What needs to be done: From the records below, copy the lines that include "console".
━━━━━ Provided data
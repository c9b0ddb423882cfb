//! CLI module for cookflow.
//!
//! This module provides the command-line interface:
//! - `commands`: Command definitions using clap derive
//! - `cook`: Interactive cooking host
//! - `display`: Output formatting and display logic

pub mod commands;
pub mod cook;
pub mod display;

pub use commands::{Cli, Commands, CookArgs, NotifyMode};
pub use cook::{cook, load_recipe, parse_command};
pub use display::Display;
//! Notification capability error types.
//!
//! These errors never leave the notification dispatcher: every failure is
//! logged and degraded to a no-op so the session timer keeps running.

use std::time::Duration;

use thiserror::Error;

/// Errors that can occur in a notification capability.
#[derive(Debug, Clone, PartialEq, Eq, Error)]
pub enum NotificationError {
    /// Failed to request notification authorization from the host.
    #[error("failed to request notification permission: {0}")]
    AuthorizationFailed(String),

    /// Notification permission was denied by the user.
    #[error("notification permission denied")]
    PermissionDenied,

    /// Failed to display a notification.
    #[error("failed to schedule notification: {0}")]
    ScheduleFailed(String),

    /// Failed to dismiss a notification.
    #[error("failed to cancel notification: {0}")]
    CancelFailed(String),

    /// Failed to initialize the notification capability.
    #[error("failed to initialize notifications: {0}")]
    InitializationFailed(String),

    /// The host has no notification service.
    #[error("notifications are not available on this host")]
    NotAvailable,

    /// The host did not answer a call in time.
    #[error("notification service did not respond within {0:?}")]
    TimedOut(Duration),
}

impl NotificationError {
    /// Returns true if this error is related to permissions.
    #[must_use]
    pub fn is_permission_error(&self) -> bool {
        matches!(self, Self::PermissionDenied | Self::AuthorizationFailed(_))
    }

    /// Returns true if the capability cannot be used at all.
    #[must_use]
    pub fn disables_capability(&self) -> bool {
        matches!(
            self,
            Self::PermissionDenied | Self::NotAvailable | Self::TimedOut(_)
        )
    }

    /// Returns a user-friendly suggestion for resolving this error.
    #[must_use]
    pub fn suggestion(&self) -> &'static str {
        match self {
            Self::AuthorizationFailed(_) | Self::PermissionDenied => {
                "allow notifications for cookflow in the system settings"
            }
            Self::ScheduleFailed(_) | Self::CancelFailed(_) => "check the notification center",
            Self::InitializationFailed(_) => "restart the cooking session",
            Self::NotAvailable => "use --notify console on this host",
            Self::TimedOut(_) => "raise notification.call_timeout_ms or use --notify console",
        }
    }
}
━━━━━━━━━━
Output:
            Self::NotAvailable => "use --notify console on this host",
            Self::TimedOut(_) => "raise notification.call_timeout_ms or use --notify console",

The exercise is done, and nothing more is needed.